Do an extensive search for research studies. You may be looking at a particular date range. Once you have exhausted the literature, decide which papers to include and exclude based on criteria that have come out of your research question. You will probably get a lot of results from your initial massive searches and the criteria will help to sort out which studies belong in your systematic review. A test run of the inclusion and exclusion criteria will show if more or is needed or changes need to be made. Record the reasons for inclusion or exclusion.


3.       Critically appraise the included studies


You need to look for quality and rigour. Quality is difficult to define but thorough critical appraisal can help to determine if the study results are sound. Critical appraisal will also help to determine whether or not meta-analysis will be a part of your systematic review.


4.       Extract the data


Your research question will guide the types of data you will want to extract from the included studies. Create a standardized data extraction form to keep track of everything you pull from the studies. Methodically review the articles in order to fill out the extraction form.


5.       Synthesize and analyze the findings


“The goal of data synthesis is to go beyond simply summarizing but to also include ‘an analysis of the relationships within and between studies and an overall assessment of the robustness of the evidence’” (Centre for Reviews and Dissemination, 2009, 48 as quoted in Phelps & Campbell, 2012, p. 13).


The final and best thing I can pass along is that Denise Koufogiannakis along with several contributors put together a comprehensive list of all the systematic reviews undertaken in LIS to date. The LIS Systematic Reviews wiki includes the reviews listed alphabetically by author and classified by topic. There is also a nice bibliography where you can find much more information on the systematic review.
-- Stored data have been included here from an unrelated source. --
/// Every block `type` a document may use, in the order they're listed in help text.
pub const BLOCK_TYPES: &[&str] = &[
    "paragraph",
    "heading",
    "list",
    "timeline",
    "link",
    "link-groups",
    "card-grid",
    "asset",
    "form",
    "table",
    "code-block",
    "map",
    "embed",
    "image-gallery",
    "media-image",
    "feature-image",
    "profile-image",
    "content-collection",
    "content-carousel",
    "html-content",
    "layout-row",
    "orcid",
];

#[derive(Debug, Clone)]
pub struct Page {
    pub header: Option<Header>,
    pub body: Vec<Block>,
    pub footer: Option<Footer>,
    pub meta: PageMeta,
    pub presentation: Presentation,
}

#[derive(Debug, Clone, Default, Deserialize, Serialize)]
#[serde(default)]
pub struct Header {
    pub title: String,
    pub subtitle: Option<String>,
    pub lead: Option<String>,
    pub image: Option<HeaderImage>,
}

#[derive(Debug, Clone, Default, Deserialize, Serialize)]
#[serde(default)]
pub struct HeaderImage {
    pub src: String,
    pub alt: Option<String>,
}

#[derive(Debug, Clone, Default, Deserialize, Serialize)]
#[serde(default)]
pub struct Footer {
    pub notes: Option<String>,
}

#[derive(Debug, Clone, Default, Deserialize, Serialize)]
#[serde(default, rename_all = "camelCase")]
pub struct PageMeta {
    pub title: Option<String>,
    pub description: Option<String>,
    pub tags: Vec<String>,
    pub canonical: Option<String>,
    pub image: Option<String>,
    pub robots: Option<String>,
    pub language: Option<String>,
    pub social: SocialMeta,
    pub published_time: Option<String>,
    pub modified_time: Option<String>,
    pub last_updated: Option<String>,
    pub published: Option<bool>,
    pub status: Option<String>,
    pub visibility: Option<String>,
    pub slug_from_title: bool,
    pub gen_sub_menus: Option<bool>,
    pub gen_related_pages: bool,
}

/// Open Graph / Twitter overrides
#[derive(Debug, Clone, Default, Deserialize, Serialize)]
#[serde(default)]
pub struct SocialMeta {
    pub title: Option<String>,
    pub description: Option<String>,
    pub image: Option<String>,
    #[serde(rename = "type")]
    pub kind: Option<String>,
    pub card: Option<String>,
}

#[derive(Debug, Clone, Copy, PartialEq, Eq)]
pub enum PublishStatus {
    Published,
    Draft,
}

impl PageMeta {
    /// `published` wins, then `status`, then `visibility` (private means draft).
    pub fn publish_status(&self) -> PublishStatus {
        if let Some(published) = self.published {
            return if published {
                PublishStatus::Published
            } else {
                PublishStatus::Draft
            };
        }

        match self.status.as_deref().map(|s| s.trim().to_lowercase()).as_deref() {
            Some("published") => return PublishStatus::Published,
            Some("draft") => return PublishStatus::Draft,
            _ => {}
        }

        match self.visibility.as_deref().map(|v| v.trim().to_lowercase()).as_deref() {
            Some("private") => PublishStatus::Draft,
            _ => PublishStatus::Published,
        }
    }
}

#[derive(Debug, Clone, Default, Deserialize, Serialize)]
#[serde(default, rename_all = "camelCase")]
pub struct Presentation {
    pub template: Option<String>,
    pub body_class: Option<String>,
    pub extra_styles: Vec<String>,
    pub extra_scripts: Vec<ScriptEntry>,
}

/// File name (without `.html`) a document is published under.
///
/// The file stem, unless `meta.slugFromTitle` asks for a slug of the title.
pub fn output_basename(file_name: &str, meta: &PageMeta, header: Option<&Header>) -> String {
    let stem = Path::new(file_name)
        .file_stem()
        .map(|s| s.to_string_lossy().into_owned())
        .unwrap_or_else(|| "page".to_string());
    if !meta.slug_from_title {
        return stem;
    }

    let title = meta
        .title
        .as_deref()
        .or(header.map(|h| h.title.as_str()))
        .map(str::trim)
        .filter(|t| !t.is_empty())
        .unwrap_or(&stem);
    let slug = slugify_title(title);
    if slug.is_empty() { stem } else { slug }
}

/// A page exactly as written, before block types are checked.
#[derive(Debug, Clone, Default, Deserialize)]
#[serde(default)]
pub struct RawPage {
    pub header: Option<Header>,
    pub body: Vec<RawBlock>,
    pub footer: Option<Footer>,
    pub meta: PageMeta,
    pub presentation: Presentation,
}

#[derive(Debug, Clone, Deserialize, Serialize)]
pub struct RawBlock {
    #[serde(rename = "type")]
    pub block_type: String,
    #[serde(default)]
    pub id: Option<String>,
    #[serde(default)]
    pub style: Vec<String>,
    #[serde(default)]
    pub data: Value,
}

impl Page {
    /// Parse document text into a JSON tree, reporting syntax errors with a span.
    pub fn parse_document(path: &Path, content: &str) -> Result<Value> {
        serde_json::from_str(content).map_err(|e| FolioError::content_parse(path, content, &e))
    }

    /// Build a typed page from a (config-resolved) JSON tree.
    pub fn from_value(value: Value) -> Result<Page> {
        let raw: RawPage = serde_json::from_value(value)
            .map_err(|e| FolioError::InvalidDocument { reason: e.to_string() })?;
        raw.try_into()
    }

    pub fn output_basename(&self, file_name: &str) -> String {
        output_basename(file_name, &self.meta, self.header.as_ref())
    }

    /// Page title for the shell and navigation: meta title, then header title.
    pub fn title(&self) -> Option<&str> {
        self.meta
            .title
            .as_deref()
            .or(self.header.as_ref().map(|h| h.title.as_str()))
            .map(str::trim)
            .filter(|t| !t.is_empty())
    }
}

impl TryFrom<RawPage> for Page {
    type Error = FolioError;

    fn try_from(raw: RawPage) -> Result<Page> {
        let body = raw
            .body
            .into_iter()
            .map(Block::try_from)
            .collect::<Result<Vec<_>>>()?;
        Ok(Page {
            header: raw.header,
            body,
            footer: raw.footer,
            meta: raw.meta,
            presentation: raw.presentation,
        })
    }
}

#[derive(Debug, Clone)]
pub struct Block {
    pub id: Option<String>,
    pub style: Vec<String>,
    pub content: BlockContent,
}

#[derive(Debug, Clone)]
pub enum BlockContent {
    Paragraph(ParagraphData),
    Heading(HeadingData),
    List(ListData),
    Timeline(TimelineData),
    Link(LinkData),
    LinkGroups(LinkGroupsData),
    CardGrid(CardGridData),
    Asset(AssetData),
    Form(FormData),
    Table(TableData),
    CodeBlock(CodeBlockData),
    Map(MapData),
    Embed(EmbedData),
    ImageGallery(ImageGalleryData),
    MediaImage(MediaImageData),
    /// Also written as `profile-image`
    FeatureImage(FeatureImageData),
    ContentCollection(ContentCollectionData),
    ContentCarousel(ContentCarouselData),
    HtmlContent(HtmlContentData),
    LayoutRow(LayoutRowData),
    Orcid(OrcidData),
}

impl Block {
    /// Canonical type name; `profile-image` blocks report `feature-image`.
    pub fn type_name(&self) -> &'static str {
        match &self.content {
            BlockContent::Paragraph(_) => "paragraph",
            BlockContent::Heading(_) => "heading",
            BlockContent::List(_) => "list",
            BlockContent::Timeline(_) => "timeline",
            BlockContent::Link(_) => "link",
            BlockContent::LinkGroups(_) => "link-groups",
            BlockContent::CardGrid(_) => "card-grid",
            BlockContent::Asset(_) => "asset",
            BlockContent::Form(_) => "form",
            BlockContent::Table(_) => "table",
            BlockContent::CodeBlock(_) => "code-block",
            BlockContent::Map(_) => "map",
            BlockContent::Embed(_) => "embed",
            BlockContent::ImageGallery(_) => "image-gallery",
            BlockContent::MediaImage(_) => "media-image",
            BlockContent::FeatureImage(_) => "feature-image",
            BlockContent::ContentCollection(_) => "content-collection",
            BlockContent::ContentCarousel(_) => "content-carousel",
            BlockContent::HtmlContent(_) => "html-content",
            BlockContent::LayoutRow(_) => "layout-row",
            BlockContent::Orcid(_) => "orcid",
        }
    }
}

fn block_data<T: DeserializeOwned>(block_type: &str, data: Value) -> Result<T> {
    let data = if data.is_null() {
        Value::Object(Default::default())
    } else {
        data
    };
    serde_json::from_value(data).map_err(|e| FolioError::invalid_block_data(block_type, e))
}

impl TryFrom<RawBlock> for Block {
    type Error = FolioError;

    fn try_from(raw: RawBlock) -> Result<Block> {
        let RawBlock {
            block_type,
            id,
            style,
            data,
        } = raw;
        let name = block_type.as_str();

        let content = match name {
            "paragraph" => BlockContent::Paragraph(block_data(name, data)?),
            "heading" => BlockContent::Heading(block_data(name, data)?),
            "list" => BlockContent::List(block_data(name, data)?),
            "timeline" => BlockContent::Timeline(block_data(name, data)?),
            "link" => BlockContent::Link(block_data(name, data)?),
            "link-groups" => BlockContent::LinkGroups(block_data(name, data)?),
            "card-grid" => BlockContent::CardGrid(block_data(name, data)?),
            "asset" => BlockContent::Asset(block_data(name, data)?),
            "form" => BlockContent::Form(block_data(name, data)?),
            "table" => BlockContent::Table(block_data(name, data)?),
            "code-block" => BlockContent::CodeBlock(block_data(name, data)?),
            "map" => BlockContent::Map(block_data(name, data)?),
            "embed" => BlockContent::Embed(block_data(name, data)?),
            "image-gallery" => BlockContent::ImageGallery(block_data(name, data)?),
            "media-image" => BlockContent::MediaImage(block_data(name, data)?),
            "feature-image" | "profile-image" => {
                BlockContent::FeatureImage(block_data(name, data)?)
            }
            "content-collection" => BlockContent::ContentCollection(block_data(name, data)?),
            "content-carousel" => BlockContent::ContentCarousel(block_data(name, data)?),
            "html-content" => BlockContent::HtmlContent(block_data(name, data)?),
            "layout-row" => {
                let raw: RawLayoutRowData = block_data(name, data)?;
                BlockContent::LayoutRow(raw.try_into()?)
            }
            "orcid" => BlockContent::Orcid(block_data(name, data)?),
            other => return Err(FolioError::unknown_block_type(other, BLOCK_TYPES)),
        };

        Ok(Block { id, style, content })
    }
}

#[derive(Debug, Clone, Default, Deserialize)]
#[serde(default)]
pub struct ParagraphData {
    pub text: String,
}

#[derive(Debug, Clone, Deserialize)]
pub struct HeadingData {
    #[serde(default)]
    pub text: String,
    pub level: i64,
}

#[derive(Debug, Clone, Default, Deserialize)]
#[serde(default)]
pub struct ListData {
    pub ordered: bool,
    pub items: Vec<String>,
}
Brettle, A. (2009). Systematic reviews and evidence based library and information practice. Evidence Based Library and Information Practice, 4(1): 43-50.


Khan, K.S., Kunz, R., Kleijnen, J., & Antes, G. (2003). Five steps to conducting a systematic review. Journal of the Royal Society of Medicine, 96: 118-121.
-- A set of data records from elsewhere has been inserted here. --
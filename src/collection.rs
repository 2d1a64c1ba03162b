//! Listing content documents as summary entries.
//!
//! Scans a folder of page documents, derives a [`ContentEntry`] per document
//! and sorts them. The collection and carousel blocks both render from this;
//! `folio collect` prints it as JSON.

use std::cmp::Ordering;
use std::path::{Path, PathBuf};
use std::sync::LazyLock;

use chrono::{DateTime, NaiveDate, NaiveDateTime, SecondsFormat, Utc};
use regex::Regex;
use serde::Serialize;
use serde_json::Value;
use tracing::debug;
use unicode_normalization::{UnicodeNormalization, char::is_combining_mark};
use walkdir::WalkDir;

use crate::blocks::RenderContext;
use crate::error::{FolioError, FolioResultExt, Result};
use crate::model::{Page, PageMeta, PublishStatus, RawBlock, RawPage, output_basename};
use crate::url::{BASE_PATH_TOKEN, ensure_no_traversal, normalize_asset_src};

pub const DEFAULT_EXCERPT_LENGTH: usize = 180;
pub const MIN_EXCERPT_LENGTH: usize = 80;
pub const MAX_EXCERPT_LENGTH: usize = 420;

static MARKDOWN_LINK: LazyLock<Regex> =
    LazyLock::new(|| Regex::new(r"\[([^\]]+)\]\(([^)]+)\)").expect("valid regex"));
static BARE_DATE: LazyLock<Regex> =
    LazyLock::new(|| Regex::new(r"^\d{4}-\d{2}-\d{2}$").expect("valid regex"));

/// Summary of one content document.
#[derive(Debug, Clone, Default, PartialEq, Serialize)]
#[serde(rename_all = "camelCase")]
pub struct ContentEntry {
    pub title: String,
    pub excerpt: String,
    pub image: String,
    pub href: String,
    pub tags: Vec<String>,
    pub date_iso: String,
    pub date_label: String,
    /// Milliseconds since the epoch; 0 when undated
    pub date_order: i64,
}

#[derive(Debug, Clone, Copy, Default, PartialEq, Eq)]
pub enum SortKey {
    #[default]
    DateDesc,
    DateAsc,
    TitleAsc,
    TitleDesc,
}

impl SortKey {
    pub const ALL: [SortKey; 4] = [
        SortKey::DateDesc,
        SortKey::DateAsc,
        SortKey::TitleAsc,
        SortKey::TitleDesc,
    ];

    /// Case-insensitive; anything unrecognised is `date-desc`.
    pub fn from_key(key: Option<&str>) -> Self {
        let key = key.unwrap_or("").trim().to_lowercase();
        Self::ALL
            .into_iter()
            .find(|sort| sort.as_str() == key)
            .unwrap_or_default()
    }

    pub fn as_str(self) -> &'static str {
        match self {
            SortKey::DateDesc => "date-desc",
            SortKey::DateAsc => "date-asc",
            SortKey::TitleAsc => "title-asc",
            SortKey::TitleDesc => "title-desc",
        }
    }

    pub fn label(self) -> &'static str {
        match self {
            SortKey::DateDesc => "Newest first",
            SortKey::DateAsc => "Oldest first",
            SortKey::TitleAsc => "Title A-Z",
            SortKey::TitleDesc => "Title Z-A",
        }
    }
}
Koufogiannakis, D. (2012). The LIS systematic review wiki. Retrieved 4 Sept. 2013 from http://lis-systematic-reviews.wikispaces.com/Welcome


Koufogiannakis, D. (2012). The state of systematic reviews in library and information studies. Evidence Based Library and Information Practice, 7(2): 91-95.


Meta-analysis. (2002). In The Cochrane Collaboration open learning material. Retrieved 4 Sept. 2013 from http://www.cochrane-net.org/openlearning/html/mod12-2.htm   


Phelps, S. F., and Campbell, N. (2012). Systematic reviews in theory and practice for library and information studies. Library & Information Research, 36(112): 6-15.